Philosophy itself is co-opted, corrupted by the desire to provide prestigious sages
for the state to boast about, or at very least, so that the state can brag that it is “just”
from the point of view of philosophically enlightened judges.30

IV
Where are we now in our anatomy of wonder? Surely Augustine is on the side
of Plotinus and on the side of the wonder of the universe as providing a true clue
as to its ultimate intelligibility as “good.” And yet, just as surely, we are treading
into even deeper waters when it comes to a diagnosis of the pathologized warpings
and denials of wonder. The simultaneous inflation and displacement of the wonder
of the natural universe, including human persons, onto an abstract theory that is
the product of a cultural elite, serves the prestige of that elite. As a consequence, it
serves up the natural world, and the human person, bereft of wonder and devoid of
prestige simply as human, to some hierarchy of utility. Augustine would suspect that,
if this hierarchy is not the late Roman Empire, then it is the global market forces
of late phase capitalism. Augustine is always suspicious when wonder is arbitrarily
trucked about as so much spiritual cargo, fungible with prestige, and denied the
human person independent of wherever he or she may be in education or brilliance.

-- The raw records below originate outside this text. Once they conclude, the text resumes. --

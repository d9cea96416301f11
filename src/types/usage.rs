//! Token and latency counters.

use serde::{Deserialize, Serialize};

/// Usage counters reported by an LLM call, or aggregated over a run.
#[derive(Debug, Clone, Copy, Default, PartialEq, Eq, Serialize, Deserialize)]
pub struct Usage {
    /// Tokens in the request
    #[serde(default)]
    pub prompt_tokens: u64,
    /// Tokens generated
    #[serde(default)]
    pub completion_tokens: u64,
    /// Wall-clock time spent waiting on the LLM
    #[serde(default)]
    pub latency_ms: u64,
    /// Number of LLM calls folded into these counters
    #[serde(default)]
    pub llm_calls: u32,
}

impl Usage {
    pub fn new(prompt_tokens: u64, completion_tokens: u64) -> Self {
        Self {
            prompt_tokens,
            completion_tokens,
            ..Default::default()
        }
    }

    pub fn total_tokens(&self) -> u64 {
        self.prompt_tokens.saturating_add(self.completion_tokens)
    }

    /// Fold one call's usage into a running total.
    pub fn accumulate(&mut self, other: &Usage) {
        self.prompt_tokens = self.prompt_tokens.saturating_add(other.prompt_tokens);
        self.completion_tokens = self.completion_tokens.saturating_add(other.completion_tokens);
        self.latency_ms = self.latency_ms.saturating_add(other.latency_ms);
        self.llm_calls = self.llm_calls.saturating_add(other.llm_calls.max(1));
    }
}
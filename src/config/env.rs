//! Environment Variable Configuration Provider
//!
//! Read-only access to configuration via environment variables.

use super::{ConfigError, ConfigResult};

/// Prefix used by the framework's own variables (`AGENT_RUNTIME_DEBUG`, ...).
pub const ENV_PREFIX: &str = "AGENT_RUNTIME_";

/// Read-only environment variable configuration provider.
///
/// Environment variables are treated as immutable at runtime because
/// modifying them is not thread-safe (requires unsafe in Rust 1.80+).
#[derive(Debug, Clone)]
pub struct EnvConfigProvider {
    prefix: Option<String>,
}

impl EnvConfigProvider {
    /// Create a new environment provider with no prefix
    pub fn new() -> Self {
        Self { prefix: None }
    }

    /// Create an environment provider with a prefix
    pub fn prefixed(prefix: impl Into<String>) -> Self {
        Self {
            prefix: Some(prefix.into()),
        }
    }

    /// Provider for the framework's `AGENT_RUNTIME_` variables
    pub fn framework() -> Self {
        Self::prefixed(ENV_PREFIX)
    }

    /// Get the full environment variable name
    fn env_key(&self, key: &str) -> String {
        let key = key.to_uppercase().replace('.', "_");
        match &self.prefix {
            Some(prefix) => format!("{}{}", prefix, key),
            None => key,
        }
    }

    pub fn get(&self, key: &str) -> ConfigResult<Option<String>> {
        let env_key = self.env_key(key);
        match std::env::var(&env_key) {
            Ok(value) => Ok(Some(value)),
            Err(std::env::VarError::NotPresent) => Ok(None),
            Err(e) => Err(ConfigError::Env(e)),
        }
    }

    /// Interpret a variable as a flag. `1`, `true`, `yes` and `on` are truthy;
    /// anything else, including an unset variable, is false.
    pub fn get_flag(&self, key: &str) -> ConfigResult<bool> {
        Ok(self.get(key)?.is_some_and(|v| parse_flag(&v)))
    }
}

impl Default for EnvConfigProvider {
    fn default() -> Self {
        Self::new()
    }
}

pub(crate) fn parse_flag(value: &str) -> bool {
    matches!(
        value.trim().to_ascii_lowercase().as_str(),
        "1" | "true" | "yes" | "on"
    )
}
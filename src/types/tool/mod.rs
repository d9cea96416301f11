//! Tool-related types.

mod definition;
mod error;
mod output;

pub use definition::{ToolParameter, ToolSchema};
pub use error::{ToolError, ToolErrorKind};
pub use output::{ToolOutcome, ToolResult};
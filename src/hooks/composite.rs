//! Fan-out over multiple hook observers.

use std::sync::Arc;

use async_trait::async_trait;
use serde_json::Value;

use super::{ExecutorHooks, HookEvent, HookPhase};
use crate::client::LlmResponse;
use crate::types::{AgentContext, AgentMessage, ToolCall, ToolResult, Usage};
use crate::{Error, Result};

/// Ordered set of [`ExecutorHooks`], each callback delivered to every member in
/// registration order.
#[derive(Clone, Default)]
pub struct CompositeHooks {
    hooks: Vec<Arc<dyn ExecutorHooks>>,
}

impl CompositeHooks {
    pub fn new() -> Self {
        Self::default()
    }

    pub fn with<H: ExecutorHooks + 'static>(mut self, hook: H) -> Self {
        self.register(hook);
        self
    }

    pub fn register<H: ExecutorHooks + 'static>(&mut self, hook: H) {
        self.hooks.push(Arc::new(hook));
    }

    pub fn register_arc(&mut self, hook: Arc<dyn ExecutorHooks>) {
        self.hooks.push(hook);
    }

    pub fn unregister(&mut self, name: &str) {
        self.hooks.retain(|h| h.name() != name);
    }

    pub fn hook_names(&self) -> Vec<&str> {
        self.hooks.iter().map(|h| h.name()).collect()
    }

    pub fn has_hook(&self, name: &str) -> bool {
        self.hooks.iter().any(|h| h.name() == name)
    }

    pub fn len(&self) -> usize {
        self.hooks.len()
    }

    pub fn is_empty(&self) -> bool {
        self.hooks.is_empty()
    }

    /// Deliver `event` to every member.
    ///
    /// A failing member is reported to the others' `on_error`. With `isolate` set the
    /// remaining members still receive the event and `Ok` is returned; otherwise the
    /// first failure is returned as [`Error::HookFailed`].
    pub async fn emit(
        &self,
        ctx: &AgentContext,
        event: HookEvent<'_>,
        isolate: bool,
    ) -> Result<()> {
        let phase = event.phase();

        for (index, hook) in self.hooks.iter().enumerate() {
            let Err(e) = event.deliver(hook.as_ref(), ctx).await else {
                continue;
            };

            let error = match e {
                Error::HookFailed { .. } => e,
                other => Error::hook_failed(hook.name(), phase, other.to_string()),
            };
            tracing::warn!(
                hook = hook.name(),
                phase = %phase,
                run_id = %ctx.run_id,
                error = %error,
                "Hook execution failed"
            );
            self.report(ctx, &error, phase, Some(index)).await;

            if !isolate {
                return Err(error);
            }
        }
        Ok(())
    }

    /// Deliver `on_error` to every member.
    pub async fn notify_error(&self, ctx: &AgentContext, error: &Error, phase: HookPhase) {
        self.report(ctx, error, phase, None).await;
    }

    async fn report(
        &self,
        ctx: &AgentContext,
        error: &Error,
        phase: HookPhase,
        skip: Option<usize>,
    ) {
        for (index, hook) in self.hooks.iter().enumerate() {
            if Some(index) == skip {
                continue;
            }
            hook.on_error(ctx, error, phase).await;
        }
    }
}

impl std::fmt::Debug for CompositeHooks {
    fn fmt(&self, f: &mut std::fmt::Formatter<'_>) -> std::fmt::Result {
        f.debug_struct("CompositeHooks")
            .field("hooks", &self.hook_names())
            .finish()
    }
}

impl FromIterator<Arc<dyn ExecutorHooks>> for CompositeHooks {
    fn from_iter<I: IntoIterator<Item = Arc<dyn ExecutorHooks>>>(iter: I) -> Self {
        Self {
            hooks: iter.into_iter().collect(),
        }
    }
}

/// Nesting a composite propagates the first member failure to the outer one.
#[async_trait]
impl ExecutorHooks for CompositeHooks {
    fn name(&self) -> &str {
        "composite"
    }

    async fn before_llm_call(&self, ctx: &AgentContext, messages: &[AgentMessage]) -> Result<()> {
        self.emit(ctx, HookEvent::BeforeLlmCall { messages }, false)
            .await
    }

    async fn after_llm_call(
        &self,
        ctx: &AgentContext,
        response: &LlmResponse,
        usage: &Usage,
    ) -> Result<()> {
        self.emit(ctx, HookEvent::AfterLlmCall { response, usage }, false)
            .await
    }

    async fn before_tool_call(
        &self,
        ctx: &AgentContext,
        name: &str,
        arguments: &Value,
        call_id: &str,
    ) -> Result<()> {
        let call = ToolCall::new(call_id, name, arguments.clone());
        self.emit(ctx, HookEvent::BeforeToolCall { call: &call }, false)
            .await
    }

    async fn after_tool_call(&self, ctx: &AgentContext, result: &ToolResult) -> Result<()> {
        self.emit(ctx, HookEvent::AfterToolCall { result }, false)
            .await
    }

    async fn on_error(&self, ctx: &AgentContext, error: &Error, phase: HookPhase) {
        self.notify_error(ctx, error, phase).await;
    }
}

From this perspective, the idea of the authors of The Grand Design, namely, that
God has been invented to support a view of the universe with the human being at
the center, is simply a distraction and could not be farther from the truth of true
religion, in which God, not human beings, is at the center precisely as a challenge to
any premature foreclosures of meaning focused on utility. In rejecting a caricature
of true religion, Hawking and Mlodinow, have, from an Augustinian point of view,
distracted us from their replacement of it with their own actual claim to hegemony
of meaning. In the sleight of hand, the wonder that used to belong to the cosmos
and to the human person is displaced onto the prestige of the scientific vanguard.
From this perspective, I cannot imagine that Augustine would believe Plotinus
ultimately to be very helpful because philosophical achievement, as a form of cultural
excellence, is itself too easily co-opted into the imperial project of the displacement
of wonder away from human persons and excellence and onto the Empire. In his
sermons and treatises, Augustine repeatedly comments that in the desire to claim
wisdom as a prestigious accomplishment, the philosophers themselves have not

30. See ibid., V,19.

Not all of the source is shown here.